Is there a market for tilapia in South Africa?
Yes, there assuredly is. Tilapia is an internationally traded, high-quality commodity. It is by no means a ‘trash fish’, as is maasbanker, for example. Tilapia compares favourably with hake in the quality of its flesh and lends itself to preparation in many ways. The traditional rural market is for small, whole, wild-coloured fish of 100g to 300g. The urban end of the market is for red tilapia of 450g to 600g.
The smaller fish are usually sold whole, but larger red fish are gutted, gilled and sometimes scaled. Prices paid to the farmer range from R22/kg to R55/ kg. Markets range from fish wholesalers and traders to butcheries and delicatessens. I usually recommend that small-scale producers steer away from supermarkets as they demand a high-volume, reliable supply and their payment terms are usually extended.

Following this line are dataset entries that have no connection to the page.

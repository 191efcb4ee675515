use folio_protocol::{PaintCommand, ThemeToken};

use super::{Visible, auxiliary, command, primary, push_prompt};
use crate::engine::TabRuntime;
use crate::lines::profile::ProfileLine;
use crate::model::SocialLink;

pub fn paint(runtime: &TabRuntime<ProfileLine, SocialLink>) -> Vec<PaintCommand> {
    let mut out = Vec::new();
    for Visible { index, item, typing } in primary(runtime) {
        match item {
            ProfileLine::Command(cmd) => {
                if index > 0 {
                    out.push(PaintCommand::Spacer);
                }
                out.push(command(cmd, typing));
            }
            ProfileLine::Output(text) => out.push(PaintCommand::Text {
                text: text.clone(),
                color: ThemeToken::TextPrimary,
            }),
            ProfileLine::TabLink { label, target } => out.push(PaintCommand::TabLink {
                label: label.clone(),
                target: *target,
            }),
        }
    }

    let mut social = auxiliary(runtime).peekable();
    if social.peek().is_some() {
        out.push(PaintCommand::Spacer);
    }
    out.extend(social.map(|link| PaintCommand::Social {
        name: link.name.clone(),
        href: link.href.clone(),
        icon: link.icon_type,
        color: link.color,
    }));

    push_prompt(&mut out, runtime);
    out
}
//! Core of the folio terminal portfolio: bilingual content, the clock-free
//! reveal engine, the four tabs and their paint views.

pub mod config;
pub mod engine;
pub mod lines;
pub mod locale;
pub mod model;
pub mod portfolio;
pub mod store;
pub mod tabs;
pub mod views;

pub use config::{Settings, SettingsError};
pub use locale::{
    FilePreferences, LANGUAGE_KEY, LocaleController, LocaleError, MemoryPreferences, PreferenceStore,
    StoreError,
};
pub use portfolio::Portfolio;
pub use store::{ContentError, TranslationStore};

I have yet to find a farm producing a regular supply of good quality, uniform-sized fish that cannot sell its stock easily. If you are located inland, find a trader who supplies the local fish shops with marine fish brought up from the coast: traders such as these are often looking for local suppliers, and may collect from your farm.
Is the climate in SA too cold for tilapia culture?
If one considers that tilapia is cultured in California, the UK, the Netherlands, and even Siberia, the answer has to be ‘No’. Egypt, which produces more than one million tons annually, has winter water temperatures as low as 10°C in shallow ponds during winter in the north on the Nile delta. Brood-stock is sheltered in tunnel systems, and ponds are often partially covered with tunnels to provide thermal refuges. Tilapia culture is accepted as a seasonal activity, with growth over eight or nine months.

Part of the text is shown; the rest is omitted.